Menurut Harry, Fenomena penurunan tanah ini bersifat tahunan.
Angkanya bisa mencapai 10 sentimeter per tahun, sehingga dalam tiga tahun saja akumulasi penurunan bisa mencapai 30 sentimeter.
Penyebab utamanya adalah eksploitasi air tanah secara berlebihan, baik oleh industri, msyarakat, maupun lembaga penyedia air.
“Jadi kalau saya bilang itu ya sudah eksploitasi (air tanah) berjamaah lah sekarang mah,” ucapnya.
Menanggapi rencana pemerintah untuk merelokasi warga terdampak banjir, Harry mengingatkan bahwa setiap kebijakan harus didasarkan pada simulasi dan pemodelan yang akurat.

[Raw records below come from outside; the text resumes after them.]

//! Composition and rendering (`SPEC_FULL.md` §4.3, §4.4).
//!
//! `ensure_composed` lazily refreshes a rect's `composed` cache for its
//! pending coordinates, recursing into covering children first (so a
//! parent never reads a stale child cell) and honoring transparency
//! pass-through. `render` then snapshots a rect's full current `composed`
//! cache into a [`strata_render::ComposedGrid`] and hands it to the
//! renderer positioned at the rect's absolute screen offset.

use std::io::Write;

use strata_cell::Cell;
use strata_render::ComposedGrid;

use crate::error::{RectError, RectResult};
use crate::manager::RectManager;
use crate::rect::RectId;

impl RectManager {
    /// Refreshes `id`'s composed cache for its currently pending coordinates.
    pub(crate) fn ensure_composed(&mut self, id: RectId) {
        let pending = match self.rects.get(&id) {
            Some(r) => r.pending_coords(),
            None => return,
        };
        for (x, y) in pending {
            let cell = self.resolve_local_cell(id, x, y);
            if let Some(r) = self.rects.get_mut(&id) {
                r.composed.insert((x, y), cell);
            }
        }
        if let Some(r) = self.rects.get_mut(&id) {
            r.clear_dirty();
        }
    }

    fn resolve_local_cell(&mut self, id: RectId, x: u16, y: u16) -> Cell {
        let Some(rect) = self.rects.get(&id) else {
            return Cell::default();
        };
        let Some(stack) = rect.occlusion.get(&(x, y)).cloned() else {
            return rect.own_cell(x, y);
        };

        for child_id in stack.into_iter().rev() {
            let Some(child) = self.rects.get(&child_id) else { continue };
            let lx = (x as i32 - child.offset_x) as u16;
            let ly = (y as i32 - child.offset_y) as u16;

            if child.transparent {
                let has_own = child.grid.contains_key(&(lx, ly));
                let covered_by_grandchild = child.occlusion.contains_key(&(lx, ly));
                if !has_own && !covered_by_grandchild {
                    continue;
                }
            }

            self.ensure_composed(child_id);
            if let Some(child) = self.rects.get(&child_id) {
                if let Some(cell) = child.composed.get(&(lx, ly)) {
                    return *cell;
                }
                return child.own_cell(lx, ly);
            }
        }

        self.rects.get(&id).map(|r| r.own_cell(x, y)).unwrap_or_default()
    }

    /// Absolute position of `id`'s (0, 0) corner, summing offsets up to the
    /// root. Clamped to non-negative (a rect fully scrolled off the root's
    /// top/left edge renders at the clamped origin rather than negatively).
    fn absolute_origin(&self, id: RectId) -> (u16, u16) {
        let mut x: i64 = 0;
        let mut y: i64 = 0;
        let mut cur = Some(id);
        while let Some(rect_id) = cur {
            let Some(rect) = self.rects.get(&rect_id) else { break };
            x += rect.offset_x as i64;
            y += rect.offset_y as i64;
            cur = rect.parent;
        }
        (x.max(0) as u16, y.max(0) as u16)
    }

    /// Composes and emits the subtree rooted at `id`, restricted to its
    /// absolute footprint. A render on the root behaves as a full-screen
    /// render; a render on any other id repaints only that rect's extent.
    pub fn render(&mut self, id: RectId, out: &mut impl Write) -> RectResult<usize> {
        if !self.rects.contains_key(&id) {
            return Err(RectError::NotFound(id));
        }
        self.ensure_composed(id);

        let rect = self.rects.get(&id).expect("checked above");
        let (width, height) = (rect.width, rect.height);
        let mut grid = ComposedGrid::filled(width, height, Cell::default());
        for y in 0..height {
            for x in 0..width {
                let cell = rect
                    .composed
                    .get(&(x, y))
                    .copied()
                    .unwrap_or_else(|| rect.own_cell(x, y));
                grid.set(x, y, cell);
            }
        }

        let origin = self.absolute_origin(id);
        let written = self
            .renderer
            .render_region(origin, &grid, out)
            .map_err(|_| RectError::Fatal("render write failed"))?;
        tracing::info!(id, cells_written = written, "render complete");
        Ok(written)
    }
}

#[cfg(test)]
mod tests {
    use super::*;
    use crate::rect::ROOT;

    #[test]
    fn single_cell_renders_one_literal_among_spaces() {
        let mut m = RectManager::new(10, 3);
        m.set_character(ROOT, 2, 1, 'X').unwrap();
        let mut out = Vec::new();
        m.render(ROOT, &mut out).unwrap();
        let text = String::from_utf8(out).unwrap();
        assert!(text.contains("\x1b[2;3H"));
        assert!(text.contains('X'));
    }

    #[test]
    fn nested_overlay_composes_child_background_and_string() {
        let mut m = RectManager::new(10, 5);
        let c = m.create(ROOT, 4, 3).unwrap();
        m.set_position(c, 2, 1).unwrap();
        m.set_bg_color(c, 4).unwrap();
        m.set_string(c, 0, 0, "hi").unwrap();
        let mut out = Vec::new();
        m.render(ROOT, &mut out).unwrap();
        let text = String::from_utf8(out).unwrap();
        assert!(text.contains("\x1b[44m"));
        assert!(text.contains('h'));
        assert!(text.contains('i'));
    }

    #[test]
    fn occlusion_and_ghost_on_move() {
        let mut m = RectManager::new(10, 1);
        let a = m.create(ROOT, 5, 1).unwrap();
        m.set_string(a, 0, 0, "AAAAA").unwrap();
        let b = m.create(ROOT, 3, 1).unwrap();
        m.set_position(b, 2, 0).unwrap();
        m.set_string(b, 0, 0, "BBB").unwrap();

        let mut out = Vec::new();
        m.render(ROOT, &mut out).unwrap();
        let row = row_of(&m, ROOT);
        assert_eq!(row, "AABBB_____");

        m.set_position(b, 5, 0).unwrap();
        let mut out2 = Vec::new();
        m.render(ROOT, &mut out2).unwrap();
        let row2 = row_of(&m, ROOT);
        assert_eq!(row2, "AAAAABBB__");
    }

    fn row_of(m: &RectManager, id: RectId) -> String {
        let rect = m.rects.get(&id).unwrap();
        (0..rect.width)
            .map(|x| rect.composed.get(&(x, 0)).map(|c| c.character).unwrap_or(' '))
            .collect()
    }

    #[test]
    fn transparent_rect_falls_through_to_root_default() {
        let mut m = RectManager::new(5, 1);
        m.set_bg_color(ROOT, 1).unwrap();
        let t = m.create(ROOT, 3, 1).unwrap();
        m.set_position(t, 1, 0).unwrap();
        m.set_transparency(t, true).unwrap();
        m.set_character(t, 1, 0, '*').unwrap();

        let mut out = Vec::new();
        m.render(ROOT, &mut out).unwrap();
        let row = row_of(&m, ROOT);
        assert_eq!(row, " _*__".replace('_', " "));
        let root = m.rects.get(&ROOT).unwrap();
        assert_eq!(root.composed.get(&(2, 0)).unwrap().character, '*');
        assert_eq!(root.composed.get(&(1, 0)).unwrap().character, ' ');
        assert_eq!(root.composed.get(&(3, 0)).unwrap().character, ' ');
    }
}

Menurutnya, sebelum menentukan relokasi, bijak bagi pemerintah untuk melakukan kajian pemodelan performa desain yang mempertimbangkan curah hujan, arah aliran air, kapasitas tampung wilayah, hingga tingkat subsiden yang terjadi.

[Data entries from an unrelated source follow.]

//! The rect tree: components 2-6 of the compositor (`SPEC_FULL.md` §2).
//!
//! [`RectManager`] owns an arena of [`Rect`] nodes keyed by [`RectId`] and
//! exposes the operation surface from §4.1 as inherent methods, spread
//! across sibling modules by concern (structural, content, effect,
//! visibility, geometry, dirty propagation, occlusion, composition) the way
//! the teacher splits its render pipeline across `dirty`, `style`, `apply`
//! and `writer`. This crate depends on `strata-render` for the actual byte
//! emission; it never depends on a terminal backend directly.

mod compose;
mod content;
mod dirty;
mod effect;
mod error;
mod geometry;
mod manager;
mod occlusion;
mod rect;
mod visibility;

pub use error::{RectError, RectResult};
pub use manager::RectManager;
pub use rect::{RectId, ROOT};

“Ya harusnya kan itu bisa dibuatkan simulasi nya dulu ya, nanti curah ujannya berapa Kemudian lari kemana? harus dipastikan dulu. Setelah itu baru dikasih opsi-opsi pilihan. Jadi harus berbasis performa desain gitu, nanti setelah itu baru kita memutuskan,” katanya.
“Harus berbasis model performa desain, Jangan pakai hipotesis misalnya, oh iya itu karena turun, tapi turunnya juga disebelah mana, Ya baru katanya, Kemudian habis itu langsung relokasi. Nah itu masih
jumping into
conclusion-
lah kalau saya bilang,” tambahnya.
Ia menyebut sudah ada beberapa studi terkait subsiden dan cekungan banjir.
Namun kajian komprehensif yang menggabungkan subsiden, hidrologi, serta skenario desain penanganan banjir masih perlu dilakukan lebih mendalam.
Harry berharap pemerintah mulai menangani persoalan banjir dengan pendekatan ilmiah berbasis data dan pemodelan yang terukur.
Dengan pemahaman mekanisme banjit yang tepat, keputusan penanganan dapat lebih efektif dan tepat sasaran.
“Ya harapan saya kita mulai melihat mekanismenya, kemudian memodelkan mekanismenya, baru nanti keputusan-keputusan itu berbasis dari pemodelan yang dibuat dengan data-data yang akurat tentunya, sehingga lebih terukur,” harapnya.